OOS 10-1
Connecting short-term responses with long-term solutions: Ecological genomics in Daphnia

Tuesday, August 12, 2014: 8:00 AM
304/305, Sacramento Convention Center
Michael E. Pfrender, Department of Biological Sciences, University of Notre Dame, Notre Dame, IN
Background/Question/Methods

Understanding the underlying genetic and physiological mechanisms that facilitate and constrain the responses of organisms to changing and stressful environments is a major challenge for ecological genomics.  Organisms exposed to stressors in their environment employ a variety of short-term responses including changes in gene regulation and alterations in physiology to buffer negative effects and maintain high fitness.  These responses are a form of phenotypic plasticity that increases performance.  Similarly, populations exposed to selective pressures that impact population mean fitness over long time frames adapt through alterations in gene function and regulation.  Interestingly, we have a limited understanding of the relationship between plasticity and adaptation.  Here I use examples drawn from the versatile freshwater invertebrate, Daphnia, to illustrate these responses and discuss the relationship between short-term direct responses (i.e., acclimation) and long-term responses (i.e., adaptation).  

Results/Conclusions

I show data from functional genomics experiments contrasting the transcriptional responses of high-tolerance and low-tolerance genotypes to varying environments.
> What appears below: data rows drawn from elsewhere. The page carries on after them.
use leptos::ev::KeyboardEvent;
use leptos::*;

fn label_or(text: String, fallback: &str) -> String {
    if text.trim().is_empty() {
        fallback.to_string()
    } else {
        text
    }
}

/// Modal yes/no prompt used before destructive or bulk actions.
#[component]
pub fn ConfirmDialog(
    is_open: Signal<bool>,
    #[prop(into)] title: MaybeSignal<String>,
    #[prop(into)] message: MaybeSignal<String>,
    on_confirm: Callback<()>,
    on_cancel: Callback<()>,
    #[prop(optional, into)] confirm_label: MaybeSignal<String>,
    #[prop(optional, into)] confirm_disabled: MaybeSignal<bool>,
    #[prop(optional)] destructive: bool,
) -> impl IntoView {
    let confirm_class = if destructive {
        "inline-flex items-center justify-center rounded-md px-4 py-2 text-sm font-semibold bg-action-danger-bg text-action-danger-text hover:bg-action-danger-bg-hover disabled:opacity-50"
    } else {
        "inline-flex items-center justify-center rounded-md px-4 py-2 text-sm font-semibold bg-action-primary-bg text-action-primary-text hover:bg-action-primary-bg-hover disabled:opacity-50"
    };
    let default_confirm = if destructive { "Delete" } else { "Confirm" };
    let confirm_text = Signal::derive(move || label_or(confirm_label.get(), default_confirm));
    let title = Signal::derive(move || title.get());
    let message = Signal::derive(move || message.get());

    view! {
        <Show when=move || is_open.get()>
            <div class="fixed inset-0 z-[70] flex items-center justify-center p-4">
                <button
                    type="button"
                    aria-label="Close"
                    class="absolute inset-0 bg-overlay-backdrop"
                    on:click=move |_| on_cancel.call(())
                ></button>
                <div
                    class="relative z-[71] w-full max-w-md rounded-lg bg-surface-elevated shadow-xl border border-border p-6 space-y-4"
                    role="alertdialog"
                    aria-modal="true"
                    tabindex="-1"
                    on:keydown=move |ev: KeyboardEvent| {
                        if ev.key() == "Escape" {
                            ev.prevent_default();
                            on_cancel.call(());
                        }
                    }
                >
                    <h2 class="text-lg font-semibold text-fg">{move || title.get()}</h2>
                    <p class="text-sm text-fg-muted">{move || message.get()}</p>
                    <div class="flex justify-end gap-2">
                        <button
                            type="button"
                            class="inline-flex items-center justify-center rounded-md px-4 py-2 text-sm font-semibold bg-surface-muted text-fg hover:bg-surface-elevated"
                            on:click=move |_| on_cancel.call(())
                        >
                            "Cancel"
                        </button>
                        <button
                            type="button"
                            class=confirm_class
                            disabled=move || confirm_disabled.get()
                            on:click=move |_| on_confirm.call(())
                        >
                            {move || confirm_text.get()}
                        </button>
                    </div>
                </div>
            </div>
        </Show>
    }
}
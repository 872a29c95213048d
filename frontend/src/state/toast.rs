use leptos::*;

#[cfg(target_arch = "wasm32")]
const DISMISS_AFTER_MS: u32 = 5_000;

#[derive(Debug, Clone, Copy, PartialEq, Eq)]
pub enum ToastKind {
    Success,
    Error,
}

#[derive(Debug, Clone, PartialEq, Eq)]
pub struct Toast {
    pub id: u64,
    pub kind: ToastKind,
    pub title: String,
    pub description: Option<String>,
}

/// Transient notification queue shared through context.
#[derive(Clone, Copy)]
pub struct Toasts {
    items: RwSignal<Vec<Toast>>,
    next_id: StoredValue<u64>,
}

impl Toasts {
    pub fn new() -> Self {
        Self {
            items: create_rw_signal(Vec::new()),
            next_id: store_value(0),
        }
    }

    pub fn items(&self) -> Signal<Vec<Toast>> {
        self.items.into()
    }

    pub fn success(&self, title: impl Into<String>, description: impl Into<String>) {
        self.push(ToastKind::Success, title.into(), Some(description.into()));
    }

    pub fn error(&self, title: impl Into<String>, description: impl Into<String>) {
        self.push(ToastKind::Error, title.into(), Some(description.into()));
    }

    pub fn dismiss(&self, id: u64) {
        let _ = self
            .items
            .try_update(|items| items.retain(|toast| toast.id != id));
    }

    fn push(&self, kind: ToastKind, title: String, description: Option<String>) {
        let Some(id) = self.next_id.try_update_value(|next| {
            *next += 1;
            *next
        }) else {
            return;
        };
        let description = description.filter(|text| !text.trim().is_empty());
        let _ = self.items.try_update(|items| {
            items.push(Toast {
                id,
                kind,
                title,
                description,
            })
        });
        self.schedule_dismiss(id);
    }

    #[cfg(target_arch = "wasm32")]
    fn schedule_dismiss(&self, id: u64) {
        let toasts = *self;
        spawn_local(async move {
            gloo_timers::future::TimeoutFuture::new(DISMISS_AFTER_MS).await;
            toasts.dismiss(id);
        });
    }

    #[cfg(not(target_arch = "wasm32"))]
    fn schedule_dismiss(&self, _id: u64) {}
}

impl Default for Toasts {
    fn default() -> Self {
        Self::new()
    }
}

pub fn provide_toasts() -> Toasts {
    let toasts = Toasts::new();
    provide_context(toasts);
    toasts
}

pub fn use_toasts() -> Toasts {
    use_context::<Toasts>().unwrap_or_default()
}
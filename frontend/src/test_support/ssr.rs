use crate::api::test_support::MemoryStore;
use leptos::*;

use super::fixtures::provide_page_context;

pub fn with_runtime<T>(f: impl FnOnce() -> T) -> T {
    let runtime = create_runtime();
    let result = f();
    runtime.dispose();
    result
}

/// Server-renders a view. Resources are not loaded, so nothing reaches a
/// store while rendering.
pub fn render_to_string<F, N>(view: F) -> String
where
    F: FnOnce() -> N + 'static,
    N: IntoView + 'static,
{
    leptos_reactive::suppress_resource_load(true);
    let html = with_runtime(|| view().into_view().render_to_string().to_string());
    leptos_reactive::suppress_resource_load(false);
    html
}

/// Renders a page with the store, session and toast contexts it expects.
pub fn render_page<F, N>(store: &MemoryStore, view: F) -> String
where
    F: FnOnce() -> N + 'static,
    N: IntoView + 'static,
{
    let store = store.clone();
    render_to_string(move || {
        provide_page_context(&store);
        view()
    })
}
use async_trait::async_trait;
use leptos::*;
use serde_json::Value;
use std::{fmt, ops::Deref, rc::Rc};

use super::{
    error::StoreError,
    session::{Session, SessionListener, Subscription},
    unconfigured::UnconfiguredStore,
};

/// The two managed entity sets in the hosted store.
#[derive(Debug, Clone, Copy, PartialEq, Eq, Hash)]
pub enum Collection {
    Projects,
    Posts,
}

impl Collection {
    pub fn table(self) -> &'static str {
        match self {
            Self::Projects => "projects",
            Self::Posts => "posts",
        }
    }
}

impl fmt::Display for Collection {
    fn fmt(&self, f: &mut fmt::Formatter<'_>) -> fmt::Result {
        f.write_str(self.table())
    }
}

#[derive(Debug, Clone, PartialEq, Eq)]
pub enum Filter {
    Eq { field: String, value: String },
    In { field: String, values: Vec<String> },
}

impl Filter {
    pub fn eq(field: impl Into<String>, value: impl ToString) -> Self {
        Self::Eq {
            field: field.into(),
            value: value.to_string(),
        }
    }

    pub fn any_of<I, S>(field: impl Into<String>, values: I) -> Self
    where
        I: IntoIterator<Item = S>,
        S: Into<String>,
    {
        Self::In {
            field: field.into(),
            values: values.into_iter().map(Into::into).collect(),
        }
    }

    pub fn field(&self) -> &str {
        match self {
            Self::Eq { field, .. } | Self::In { field, .. } => field,
        }
    }
}

#[derive(Debug, Clone, PartialEq, Eq)]
pub struct Order {
    pub field: String,
    pub ascending: bool,
}

/// Read request against one collection: `select * [where ...] [order by ...]`.
#[derive(Debug, Clone, PartialEq, Eq)]
pub struct Query {
    pub collection: Collection,
    pub filters: Vec<Filter>,
    pub order: Option<Order>,
}

impl Query {
    pub fn new(collection: Collection) -> Self {
        Self {
            collection,
            filters: Vec::new(),
            order: None,
        }
    }

    pub fn eq(mut self, field: impl Into<String>, value: impl ToString) -> Self {
        self.filters.push(Filter::eq(field, value));
        self
    }

    pub fn order(mut self, field: impl Into<String>, ascending: bool) -> Self {
        self.order = Some(Order {
            field: field.into(),
            ascending,
        });
        self
    }
}

/// Boundary to the hosted backend: auth session plus collection CRUD.
///
/// Every fallible operation reports failure as a [`StoreError`]; nothing here
/// panics when the backend is missing or misconfigured.
#[async_trait(?Send)]
pub trait ContentStore {
    /// Current session, or `None` when signed out, expired or unconfigured.
    async fn get_session(&self) -> Option<Session>;

    fn on_session_change(&self, listener: SessionListener) -> Subscription;

    async fn sign_in_with_password(&self, email: &str, password: &str)
        -> Result<Session, StoreError>;

    async fn sign_out(&self) -> Result<(), StoreError>;

    async fn select(&self, query: &Query) -> Result<Vec<Value>, StoreError>;

    /// Exactly one matching row, otherwise [`StoreError::NotFound`].
    async fn select_single(&self, query: &Query) -> Result<Value, StoreError>;

    /// Count-only read; no rows are transferred.
    async fn count(&self, query: &Query) -> Result<usize, StoreError>;

    /// One call for both a single record and a batch.
    async fn insert(&self, collection: Collection, records: Vec<Value>) -> Result<(), StoreError>;

    async fn update(
        &self,
        collection: Collection,
        patch: Value,
        filter: Filter,
    ) -> Result<(), StoreError>;

    async fn delete(&self, collection: Collection, filter: Filter) -> Result<(), StoreError>;
}

/// Shared, cloneable reference to the active store, passed through context.
#[derive(Clone)]
pub struct StoreHandle(Rc<dyn ContentStore>);

impl StoreHandle {
    pub fn new(store: impl ContentStore + 'static) -> Self {
        Self(Rc::new(store))
    }
}

impl Deref for StoreHandle {
    type Target = dyn ContentStore;

    fn deref(&self) -> &Self::Target {
        self.0.as_ref()
    }
}

pub fn use_store() -> StoreHandle {
    use_context::<StoreHandle>().unwrap_or_else(|| StoreHandle::new(UnconfiguredStore::new()))
}

#[cfg(test)]
mod tests {
    use super::*;

    #[test]
    fn query_builder_collects_filters_and_order() {
        let query = Query::new(Collection::Posts)
            .eq("published", true)
            .order("created_at", false);
        assert_eq!(query.collection.table(), "posts");
        assert_eq!(
            query.filters,
            vec![Filter::Eq {
                field: "published".into(),
                value: "true".into()
            }]
        );
        assert_eq!(
            query.order,
            Some(Order {
                field: "created_at".into(),
                ascending: false
            })
        );
    }

    #[test]
    fn any_of_filter_keeps_value_order() {
        let filter = Filter::any_of("id", ["b", "a"]);
        assert_eq!(filter.field(), "id");
        assert_eq!(
            filter,
            Filter::In {
                field: "id".into(),
                values: vec!["b".into(), "a".into()]
            }
        );
    }
}
pub mod components;
pub mod panel;
pub mod view_model;

pub use panel::ProjectsPage;
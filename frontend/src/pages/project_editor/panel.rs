use super::{view_model::ProjectEditorViewModel, PROJECTS_PATH};
use crate::components::{
    common::Button,
    forms::{field_error, TextArea, TextField},
    layout::{LoadingSpinner, PageHeader},
};
use leptos::*;

#[component]
pub fn ProjectEditorPanel(id: Option<String>, on_done: Callback<()>) -> impl IntoView {
    let vm = ProjectEditorViewModel::new(id);
    let form = vm.form;
    let is_editing = vm.is_editing();
    create_effect(move |_| vm.load(on_done));

    let heading = if is_editing { "Edit Project" } else { "New Project" };
    let submit_label = if is_editing { "Save Changes" } else { "Create Project" };
    let on_submit = move |ev: ev::SubmitEvent| {
        ev.prevent_default();
        vm.submit(on_done);
    };

    view! {
        <div class="max-w-3xl mx-auto">
            <PageHeader title=heading>
                <a href=PROJECTS_PATH class="text-sm text-fg-muted hover:text-fg">
                    <i class="fas fa-arrow-left mr-1"></i>
                    "Back to projects"
                </a>
            </PageHeader>
            <Show when=move || !vm.loading.get() fallback=|| view! { <LoadingSpinner /> }>
                <form
                    class="space-y-6 rounded-xl border border-border bg-surface-elevated p-6"
                    on:submit=on_submit
                >
                    <div class="grid grid-cols-1 md:grid-cols-2 gap-6">
                        <TextField
                            id="title"
                            label="Project Title"
                            value=form.title
                            placeholder="e.g. E-Commerce Platform"
                            required=true
                            error=field_error(form.errors, "title")
                        />
                        <TextField
                            id="category"
                            label="Category"
                            value=form.category
                            placeholder="e.g. Web Development"
                        />
                    </div>
                    <TextArea
                        id="description"
                        label="Description"
                        value=form.description
                        rows=5
                        placeholder="Detailed description of the project..."
                        required=true
                        error=field_error(form.errors, "description")
                    />
                    <TextField
                        id="tech_stack"
                        label="Tech Stack (comma separated)"
                        value=form.tech_stack
                        placeholder="React, Node.js, Tailwind CSS"
                    />
                    <div class="grid grid-cols-1 md:grid-cols-2 gap-6">
                        <TextField
                            id="live_link"
                            label="Live URL"
                            value=form.live_link
                            placeholder="https://example.com"
                        />
                        <TextField
                            id="github_link"
                            label="GitHub URL"
                            value=form.github_link
                            placeholder="https://github.com/user/repo"
                        />
                    </div>
                    <ImageRows vm=vm />
                    <div class="flex justify-end pt-2">
                        <Button attr:type="submit" loading=vm.saving>
                            {submit_label}
                        </Button>
                    </div>
                </form>
            </Show>
        </div>
    }
}

#[component]
fn ImageRows(vm: ProjectEditorViewModel) -> impl IntoView {
    let form = vm.form;
    let row_count = create_memo(move |_| form.images.with(Vec::len));

    view! {
        <div class="space-y-3">
            <div class="flex items-center justify-between">
                <span class="text-sm font-medium text-fg">"Images (URLs)"</span>
                <button
                    type="button"
                    class="text-sm text-action-primary-bg hover:underline"
                    on:click=move |_| form.add_image()
                >
                    <i class="fas fa-plus mr-1"></i>
                    "Add Image"
                </button>
            </div>
            {move || {
                (0..row_count.get())
                    .map(|index| {
                        view! {
                            <div class="flex gap-2">
                                <input
                                    type="url"
                                    class="block w-full rounded-md border border-border bg-surface px-3 py-2 text-sm text-fg"
                                    placeholder="https://..."
                                    prop:value=move || {
                                        form.images.with(|rows| rows.get(index).cloned().unwrap_or_default())
                                    }
                                    on:input=move |ev| form.set_image(index, event_target_value(&ev))
                                />
                                <Show when=move || { row_count.get() > 1 }>
                                    <button
                                        type="button"
                                        class="rounded-md px-3 text-status-error-text hover:bg-surface-muted"
                                        aria-label="Remove image"
                                        on:click=move |_| form.remove_image(index)
                                    >
                                        <i class="fas fa-times"></i>
                                    </button>
                                </Show>
                            </div>
                        }
                    })
                    .collect_view()
            }}
            <p class="text-xs text-fg-muted">"Enter direct image URLs."</p>
        </div>
    }
}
In these studies we find that adaptation is the result of a mixture of the enhancement and suppression of plastic responses.  Interestingly, the multivariate directionality of acclimation and adaptation are often not aligned.  I will discuss future avenues of investigation that are now possible in this rapidly expanding nontraditional model system.  I will suggest that we need to 1) understand the network relationships of genes, 2) understand the role of genetic background (i.e., epistatic interactions) on gene regulation and the response to selection, and 3) take a population genomic view of the origin and maintenance of variation that contributes to GxE interactions.